- **Exercise objective**:
Pull out every line below containing the word "filename".

Collected data entries
^^^^^^^^

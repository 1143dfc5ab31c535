use crate::CatalogError;
use audio_primitives::Format;
use std::path::{Path, PathBuf};
use walkdir::WalkDir;

pub const INFO_SHEET_EXTENSION: &str = "txt";
pub const CUESHEET_EXTENSION: &str = "cue";

/// Immediate contents of one directory, sorted by file name
#[derive(Debug, Clone, Default)]
pub struct DirListing {
    pub subdirs: Vec<PathBuf>,
    pub files: Vec<PathBuf>,
}

fn is_hidden(path: &Path) -> bool {
    path.file_name()
        .and_then(|s| s.to_str())
        .map(|name| name.starts_with('.'))
        .unwrap_or(false)
}

fn has_extension(path: &Path, ext: &str) -> bool {
    path.extension()
        .and_then(|s| s.to_str())
        .map(|e| e.eq_ignore_ascii_case(ext))
        .unwrap_or(false)
}

impl DirListing {
    /// List files and subdirectories of `dir` without descending.
    ///
    /// Hidden entries are skipped and symlinks are not followed.
    pub fn read(dir: &Path) -> Result<Self, CatalogError> {
        let mut listing = DirListing::default();

        let walker = WalkDir::new(dir)
            .min_depth(1)
            .max_depth(1)
            .follow_links(false)
            .sort_by_file_name();

        for entry in walker {
            let entry = entry.map_err(|source| CatalogError::Listing {
                path: dir.to_path_buf(),
                source,
            })?;
            let path = entry.path();
            if is_hidden(path) {
                continue;
            }
            if entry.file_type().is_dir() {
                listing.subdirs.push(path.to_path_buf());
            } else if entry.file_type().is_file() {
                listing.files.push(path.to_path_buf());
            }
        }

        Ok(listing)
    }

    /// Files whose extension matches `ext`, case-insensitive
    pub fn with_extension<'a>(&'a self, ext: &'a str) -> impl Iterator<Item = &'a PathBuf> + 'a {
        self.files.iter().filter(move |path| has_extension(path, ext))
    }

    pub fn audio_files(&self, format: Format) -> Vec<PathBuf> {
        self.with_extension(format.file_extension()).cloned().collect()
    }

    pub fn wav_files(&self) -> Vec<PathBuf> {
        self.audio_files(Format::Wav)
    }

    /// Compressed captures of any format, paired with their format
    pub fn compressed_files(&self) -> Vec<(Format, PathBuf)> {
        self.files
            .iter()
            .filter_map(|path| {
                let ext = path.extension()?.to_str()?;
                let format = Format::from_file_extension(ext)?;
                format.is_compressed().then(|| (format, path.clone()))
            })
            .collect()
    }
}
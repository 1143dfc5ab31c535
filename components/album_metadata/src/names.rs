use regex::Regex;
use std::path::Path;
use std::sync::LazyLock;

static TRACK_NUMBER: LazyLock<Regex> =
    LazyLock::new(|| Regex::new(r"^\d{1,3}(?:\s*[-_.]\s*|\s+)").expect("valid regex"));

/// Title implied by an audio file's name: the stem without its track number
pub fn title_from_file_name(path: &Path) -> String {
    let stem = path
        .file_stem()
        .map(|s| s.to_string_lossy().into_owned())
        .unwrap_or_default();

    match TRACK_NUMBER.find(&stem) {
        Some(m) if m.end() < stem.len() => stem[m.end()..].trim().to_string(),
        _ => stem,
    }
}

#[cfg(test)]
mod tests {
    use super::*;
    use rstest::rstest;

    #[rstest]
    #[case("01 Opener.wav", "Opener")]
    #[case("02 - Second Song.flac", "Second Song")]
    #[case("03_Encore.wav", "Encore")]
    #[case("4.Jam.wav", "Jam")]
    #[case("Intro.wav", "Intro")]
    #[case("05.wav", "05")]
    #[case("1999.wav", "1999")]
    fn strips_track_numbers(#[case] file: &str, #[case] title: &str) {
        assert_eq!(title_from_file_name(Path::new(file)), title);
    }
}
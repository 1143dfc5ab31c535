// components/external_tools/src/codecs.rs
use crate::ToolCommand;
use audio_primitives::{Bitrate, Format};
use std::collections::HashMap;
use std::path::Path;

/// Tags written into encoded files
#[derive(Debug, Clone, Default, PartialEq, Eq)]
pub struct TrackTags {
    pub artist: String,
    pub album: String,
    pub title: String,
    pub track_number: usize,
    /// `yyyy-mm-dd`
    pub date: Option<String>,
}

/// Builds the command line for every external job.
///
/// Programs are addressed by their usual names; an override maps such a name
/// to another executable (e.g. `flac` to `/opt/flac-1.4/bin/flac`).
#[derive(Debug, Clone, Default)]
pub struct ToolSet {
    overrides: HashMap<String, String>,
}

impl ToolSet {
    pub fn new() -> Self {
        Self::default()
    }

    pub fn with_override(mut self, program: impl Into<String>, replacement: impl Into<String>) -> Self {
        self.overrides.insert(program.into(), replacement.into());
        self
    }

    /// Executable to run for the conventional program `name`
    pub fn program(&self, name: &str) -> String {
        self.overrides
            .get(name)
            .cloned()
            .unwrap_or_else(|| name.to_string())
    }

    fn command(&self, name: &str) -> ToolCommand {
        ToolCommand::new(self.program(name))
    }

    /// Programs a format needs for encode, decode and test
    pub fn programs_for(&self, format: Format) -> Vec<String> {
        let names: &[&str] = match format {
            Format::Flac => &["flac", "metaflac"],
            Format::Shn => &["shorten", "shntool"],
            Format::WavPack => &["wavpack", "wvunpack"],
            Format::Mp3 => &["lame", "mpg123"],
            Format::Wav => &["sox"],
        };
        names.iter().map(|name| self.program(name)).collect()
    }

    pub fn encode(&self, format: Format, input: &Path, output: &Path, tags: &TrackTags) -> ToolCommand {
        match format {
            Format::Flac => {
                let mut command = self
                    .command("flac")
                    .args(["--silent", "--best", "-f"])
                    .arg("-T")
                    .arg(format!("ARTIST={}", tags.artist))
                    .arg("-T")
                    .arg(format!("ALBUM={}", tags.album))
                    .arg("-T")
                    .arg(format!("TITLE={}", tags.title))
                    .arg("-T")
                    .arg(format!("TRACKNUMBER={}", tags.track_number));
                if let Some(date) = &tags.date {
                    command = command.arg("-T").arg(format!("DATE={}", date));
                }
                command.arg("-o").arg(output).arg(input)
            }
            Format::Shn => self.command("shorten").arg(input).arg(output),
            Format::WavPack => self
                .command("wavpack")
                .args(["-q", "-hh", "-y"])
                .arg(input)
                .arg("-o")
                .arg(output),
            Format::Mp3 => {
                let mut command = self
                    .command("lame")
                    .args(["--quiet", "-V0"])
                    .arg("--tt")
                    .arg(&tags.title)
                    .arg("--ta")
                    .arg(&tags.artist)
                    .arg("--tl")
                    .arg(&tags.album)
                    .arg("--tn")
                    .arg(tags.track_number.to_string());
                if let Some(year) = tags.date.as_deref().and_then(|d| d.get(..4)) {
                    command = command.args(["--ty", year]);
                }
                command.arg(input).arg(output)
            }
            Format::Wav => self.command("sox").arg(input).arg(output),
        }
    }

    pub fn decode(&self, format: Format, input: &Path, output: &Path) -> ToolCommand {
        match format {
            Format::Flac => self
                .command("flac")
                .args(["--silent", "-d", "-f", "-o"])
                .arg(output)
                .arg(input),
            Format::Shn => self.command("shorten").arg("-x").arg(input).arg(output),
            Format::WavPack => self
                .command("wvunpack")
                .args(["-q", "-y"])
                .arg(input)
                .arg("-o")
                .arg(output),
            Format::Mp3 => self
                .command("lame")
                .args(["--quiet", "--decode"])
                .arg(input)
                .arg(output),
            Format::Wav => self.command("sox").arg(input).arg(output),
        }
    }

    /// Integrity check of one file; a failing check exits non-zero
    pub fn test(&self, format: Format, input: &Path) -> ToolCommand {
        match format {
            Format::Flac => self.command("flac").args(["--silent", "-t"]).arg(input),
            Format::Shn => self.command("shntool").arg("len").arg(input),
            Format::WavPack => self.command("wvunpack").args(["-q", "-v"]).arg(input),
            Format::Mp3 => self.command("mpg123").args(["-q", "-t"]).arg(input),
            Format::Wav => self.command("sox").arg("--i").arg(input),
        }
    }

    /// Embedded audio checksum, only FLAC carries one
    pub fn fingerprint(&self, format: Format, input: &Path) -> Option<ToolCommand> {
        match format {
            Format::Flac => Some(self.command("metaflac").arg("--show-md5sum").arg(input)),
            _ => None,
        }
    }

    /// Track length in milliseconds on stdout
    pub fn duration(&self, input: &Path) -> ToolCommand {
        self.command("mediainfo")
            .arg("--Inform=Audio;%Duration%")
            .arg(input)
    }

    /// Concatenate WAV tracks, in order, into `output`
    pub fn join(&self, inputs: &[impl AsRef<Path>], output: &Path) -> ToolCommand {
        self.command("sox")
            .args(inputs.iter().map(|p| p.as_ref().as_os_str()))
            .arg(output)
    }

    /// Resample a WAV to `target`; `Raw` has no depth or rate to convert to
    pub fn resample(&self, input: &Path, output: &Path, target: Bitrate) -> Option<ToolCommand> {
        let depth = target.bit_depth()?;
        let rate = target.sample_rate()?;
        Some(
            self.command("sox")
                .arg(input)
                .arg("-b")
                .arg(depth.to_string())
                .arg(output)
                .args(["rate", "-v"])
                .arg(rate.to_string()),
        )
    }
}
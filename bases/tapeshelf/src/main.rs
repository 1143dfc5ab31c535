// bases/tapeshelf/src/main.rs
use clap::Parser;
use color_eyre::Result;
use external_tools::{SystemRunner, ToolRunner};

mod config;
mod error;
mod fs_ops;
mod modes;
mod sidecar;
mod walker;

const CRATES: [&str; 5] = [
    "tapeshelf",
    "album_metadata",
    "cuesheet",
    "dir_catalog",
    "external_tools",
];

fn init_tracing(verbose: bool) {
    let level = if verbose { "debug" } else { "info" };
    let default_filter = CRATES
        .iter()
        .map(|name| format!("{}={}", name, level))
        .collect::<Vec<_>>()
        .join(",");

    tracing_subscriber::fmt()
        .with_env_filter(
            tracing_subscriber::EnvFilter::try_from_default_env()
                .unwrap_or_else(|_| default_filter.into()),
        )
        .init();
}

fn run(config: &config::Config, runner: &dyn ToolRunner) -> Result<()> {
    for program in config.required_programs() {
        runner.check_available(&program)?;
    }

    tracing::info!(
        "Running {} under {}",
        config.mode.name(),
        config.root.display()
    );
    walker::Walker::new(config, runner).run()?;
    Ok(())
}

fn main() -> Result<()> {
    color_eyre::install()?;

    let args = config::CliArgs::parse();
    init_tracing(args.verbose);

    let config = config::Config::from_args(args)?;

    if let Err(error) = run(&config, &SystemRunner) {
        tracing::error!("{:#}", error);
        std::process::exit(1);
    }
    Ok(())
}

^^^^^^^^

- **Response to the exercise**:
filename components/album_metadata/src/names.rs
filename bases/tapeshelf/src/main.rs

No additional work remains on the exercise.